Trade Alert – Trimming our biggest position and buying puts on two bubbled fuel-cell stocks

The weakness in the momentum highflying stocks like Tesla, Zillow, and DDD remains noteworthy. I’m growing increasingly bearish about the near-term, but not necessarily changing anything in the portfolio.

I am however going to trim down a bit of our biggest position, Facebook, just to lock in some more profits.

I’m also going to buy puts in some crazy bubblicious stocks like the currently ongoing and crazily spiking $PLUG and $BLDP, which are fuel cell related stocks that are up 1000%s in the last year and have gone parabolic in the last few weeks and days. By buying puts, I’m trying to capture some actual profits on this, but I also know that if the bubble keeps going crazy in the near-term, I’ll lose all of my capital on the puts.

I’m buying $PLUG puts that expire in April or later and have strike prices from $12-15. And I’m buying a tiny bit of some $BLDP puts that expire out in May with $7 strikes. These are VERY RISKY OPTION trades. Don’t even mess with this if you don’t feel absolutely confident about what you’re doing and unless you’re willing to lose 100% of the capital you put into this trade.

It was late 1999, and I had just finished modeling out an incredibly complex model of a Free Space Optical high-speed Internet access business for an incubator that itself would run out of money within another year. An incubator is a company that helps fund and develop other companies, usually in exchange for equity, and I was working for an incubator in NYC after having failed to get my first novel published.

The boss of the incubator had decided that Free Space Optics, which is basically fiber optic high speed technology that’s beamed over the air from building top to building top, was a huge opportunity, so I’d spent the last few months helping design and modeling out the financials for an FSO network in NYC.

I sat down at a big, long glass conference table in our penthouse office in the meatpacking district in downtown NYC, and after showing up thirty minutes late, in walked our Nortel sales representative along with his regional boss and a couple underlings.

“What do you need from us?” was how the sales representative started the discussion after we’d all made our introductions and sat down. I thought it was a bad way to open a sales pitch, but then I almost fell out of my chair when his boss then said, “Look, we’ve got more demand and orders and customers than we know what to do with right now, so this pitch of yours better be good.”

Our chairman described the FSO network for NYC that he envisioned building using the latest Nortel FSO equipment. I explained our detailed financial model that I’d built, and we talked about our first potential order from Nortel, which would be nearly $10 million in equipment to get the network in NYC partly built. The Nortel guys basically laughed in our face and soon left for another meeting with another customer of theirs that probably had a bigger order to place, as we never did get that equipment from Nortel ordered.

I walked out of that meeting with the head of finance for the incubator I was working at, and we went to his desk and before we could finish our conversation, he had pulled up his personal stock portfolio on the Internet and was showing me how much money he’d made on all his technology investments, including Nortel, over the last year.
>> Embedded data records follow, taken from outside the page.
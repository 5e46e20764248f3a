//! Shared numeric constants for the gallery crate.

// ── Tile geometry ───────────────────────────────────────────────

/// Smallest width a tile may be resized to, in CSS pixels.
pub const MIN_TILE_WIDTH: f64 = 150.0;

/// Smallest height a tile may be resized to, in CSS pixels.
pub const MIN_TILE_HEIGHT: f64 = 100.0;

/// Width of a freshly uploaded tile.
pub const DEFAULT_TILE_WIDTH: f64 = 300.0;

/// Height of a freshly uploaded tile.
pub const DEFAULT_TILE_HEIGHT: f64 = 180.0;

// ── Layout ──────────────────────────────────────────────────────

/// Position of the first tile on an empty canvas (both axes).
pub const FIRST_SLOT_OFFSET: f64 = 20.0;

/// Horizontal step from the last tile to a newly added one.
pub const SLOT_STRIDE_X: f64 = 310.0;

/// Fixed height of the clipping viewport.
pub const VIEWPORT_HEIGHT_PX: f64 = 400.0;

/// Paint order for a tile that is idle.
pub const Z_RESTING: i32 = 1;

/// Paint order for a tile with an active gesture or open editor.
pub const Z_RAISED: i32 = 10;

// ── Hit-testing ─────────────────────────────────────────────────

/// Side of the square resize handle in the bottom-right corner.
pub const RESIZE_HANDLE_PX: f64 = 16.0;

/// Side of the square style-edit button.
pub const EDIT_BUTTON_PX: f64 = 20.0;

/// Inset of the style-edit button from the tile's top-right corner.
pub const EDIT_BUTTON_INSET_PX: f64 = 8.0;

// ── Color ramps ─────────────────────────────────────────────────

/// Width of each pinned zone at either end of a ramp, as a ratio.
pub const RAMP_PIN_ZONE: f64 = 0.05;

// ── Upload intake ───────────────────────────────────────────────

/// Largest file accepted by the data-URL intake (10 MiB).
pub const MAX_UPLOAD_BYTES: usize = 10 * 1024 * 1024;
I asked him if he realized how much of Nortel’s revenues were coming from them extending “vendor financing” to customers like we’d just asked for. He brushed off the question and continued talking about all those profits he had in his portfolio and all the money he was going to make. Nortel was at $80 a share at the time, and its chart was straight up in a way that all the chartists love to see.

I’d recently started a website called Teleconomist and I wrote a scathingly bearish article on it that eventually got me a regular gig at TheStreet.com that was all about how bubbled up telecom and tech stocks in particular were.
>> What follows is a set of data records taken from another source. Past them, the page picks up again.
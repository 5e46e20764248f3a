//! Style popover: the caption/style editor overlay owned by one tile.
//!
//! Every edit writes straight through to the tile record; the popover keeps
//! no draft copy. Color sliders are continuous: a slider drag acquires the
//! same surface-wide pointer capture a tile gesture does, and each tick maps
//! the pointer's x-offset through a `Ramp`.

#[cfg(test)]
#[path = "popover_test.rs"]
mod popover_test;

use crate::doc::{Tile, TileId};
use crate::input::{GestureScope, PointerCapture};
use crate::ramp::{Color, Ramp};
use crate::style::{BroadcastStyle, StyleError, TextAlign};

/// Permission to fan a style out to the whole canvas.
///
/// Only the canvas surface can mint one, and it decides once, at
/// construction, whether it does.
#[derive(Debug, Clone, Copy, PartialEq, Eq)]
pub struct Broadcaster {
    _private: (),
}

impl Broadcaster {
    pub(crate) fn new() -> Self {
        Self { _private: () }
    }
}

/// Horizontal extent of a slider track, in the same frame as the pointer
/// points the surface receives.
#[derive(Debug, Clone, Copy, PartialEq)]
pub struct SliderTrack {
    pub left: f64,
    pub width: f64,
}

impl SliderTrack {
    #[must_use]
    pub fn new(left: f64, width: f64) -> Self {
        Self { left, width }
    }

    /// Color under a pointer at horizontal position `client_x`.
    #[must_use]
    pub fn color_at(&self, ramp: Ramp, client_x: f64) -> Color {
        ramp.map_offset(client_x - self.left, self.width)
    }
}

/// A slider drag in progress.
#[derive(Debug)]
struct ActiveSlider {
    ramp: Ramp,
    track: SliderTrack,
    scope: GestureScope,
}

/// Editor overlay for one tile.
#[derive(Debug)]
pub struct StylePopover {
    tile_id: TileId,
    slider: Option<ActiveSlider>,
}

impl StylePopover {
    #[must_use]
    pub fn open(tile_id: TileId) -> Self {
        Self { tile_id, slider: None }
    }

    #[must_use]
    pub fn tile_id(&self) -> TileId {
        self.tile_id
    }

    /// The ramp being dragged, if a slider gesture is active.
    #[must_use]
    pub fn active_ramp(&self) -> Option<Ramp> {
        self.slider.as_ref().map(|s| s.ramp)
    }

    /// Replace the caption. Returns true if it changed.
    pub fn set_caption(&self, tile: &mut Tile, caption: &str) -> bool {
        if tile.caption == caption {
            return false;
        }
        caption.clone_into(&mut tile.caption);
        true
    }

    pub fn toggle_bold(&self, tile: &mut Tile) {
        tile.text_style.toggle_bold();
    }

    /// Select an alignment. Returns true if it changed.
    pub fn set_align(&self, tile: &mut Tile, align: TextAlign) -> bool {
        let changed = tile.text_style.text_align != align;
        tile.text_style.text_align = align;
        changed
    }

    /// Pick a color with a single click on a slider, without a drag.
    pub fn pick(&self, tile: &mut Tile, ramp: Ramp, track: SliderTrack, client_x: f64) -> bool {
        apply_color(tile, ramp, &track.color_at(ramp, client_x))
    }

    /// Pointer-down on a slider: apply the color under the pointer and start
    /// tracking. A slider drag already in progress is ended first.
    pub fn slider_down(
        &mut self,
        tile: &mut Tile,
        ramp: Ramp,
        track: SliderTrack,
        client_x: f64,
        capture: &mut dyn PointerCapture,
    ) -> bool {
        self.slider_up(capture);
        let changed = self.pick(tile, ramp, track, client_x);
        self.slider = Some(ActiveSlider { ramp, track, scope: GestureScope::begin(capture) });
        changed
    }

    /// Pointer-move during a slider drag. No-op when no slider is active.
    pub fn slider_move(&self, tile: &mut Tile, client_x: f64) -> bool {
        let Some(ref slider) = self.slider else {
            return false;
        };
        apply_color(tile, slider.ramp, &slider.track.color_at(slider.ramp, client_x))
    }

    /// Pointer-up ends the slider drag. Returns true if one was active.
    pub fn slider_up(&mut self, capture: &mut dyn PointerCapture) -> bool {
        match self.slider.take() {
            Some(slider) => {
                slider.scope.end(capture);
                true
            }
            None => false,
        }
    }

    /// Package the tile's current style for broadcast.
    ///
    /// # Errors
    ///
    /// Returns `StyleError::BroadcastUnavailable` when the canvas has no
    /// broadcast capability, or a validation error from the packaged record.
    pub fn broadcast(&self, tile: &Tile, broadcaster: Option<&Broadcaster>) -> Result<BroadcastStyle, StyleError> {
        if broadcaster.is_none() {
            return Err(StyleError::BroadcastUnavailable);
        }
        let style = tile.text_style.broadcast();
        style.validate()?;
        Ok(style)
    }

    /// Tear the popover down, releasing any slider capture.
    pub fn close(mut self, capture: &mut dyn PointerCapture) {
        self.slider_up(capture);
    }
}

fn apply_color(tile: &mut Tile, ramp: Ramp, color: &Color) -> bool {
    let css = color.to_string();
    let style = &mut tile.text_style;
    match ramp {
        Ramp::Foreground => {
            if style.color == css {
                return false;
            }
            style.set_color(css);
        }
        Ramp::Background => {
            if style.background_color() == css {
                return false;
            }
            style.set_background_color(css);
        }
    }
    true
}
Last week I wrote about how “Fundamentals don’t matter, because it’s already a bubble,” and I want to be clear that I’m not saying that you shouldn’t care about fundamentals since we are in a bubble, but simply that you need to be on your toes for when this bubble finally starts to pop.

Take a look at a one year chart of $PLUG $FCEL and any other crappy fuel cell stock and tell me we’re not in a bubble.
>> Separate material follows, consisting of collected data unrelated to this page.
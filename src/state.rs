//! Shared application state.
//!
//! DESIGN
//! ======
//! `AppState` is injected into Axum handlers via the `State` extractor. The
//! gallery is stored in Postgres and nothing is cached in memory, so the
//! state is just the pool.

use sqlx::PgPool;

#[derive(Clone)]
pub struct AppState {
    pub pool: PgPool,
}

impl AppState {
    #[must_use]
    pub fn new(pool: PgPool) -> Self {
        Self { pool }
    }
}

// =============================================================================
// TEST HELPERS
// =============================================================================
Same can be said of many ridiculous sectors. Take a look at a one year chart of $PHOT $MJNA and any other crappy marijuana stock and tell me we’re not in a bubble. But again, it doesn’t mean it’ll pop tomorrow.

I hope you are selling the heck out of every single share of that hyped-up speculative stocks like the aforementioned fuel-cell and marijuana hyped-up bubble stocks and others like the $HYSR penny stock I’ve lately seen hyped up on Scutify.com while you can. Most all of these hyped-up penny stocks will likely be back below their all-time lows in less than a year. And for those of you who are complacent about your own big ol’ technology stocks like Google, Priceline, Facebook, Tesla and the rest of the mega-cap tech stocks, you should also be aware that Nortel from all the way from $80, when it had over a $100 billion market cap, to less than a dollar before eventually delisting.

Don’t panic yet. But be aware of the bubble all around you.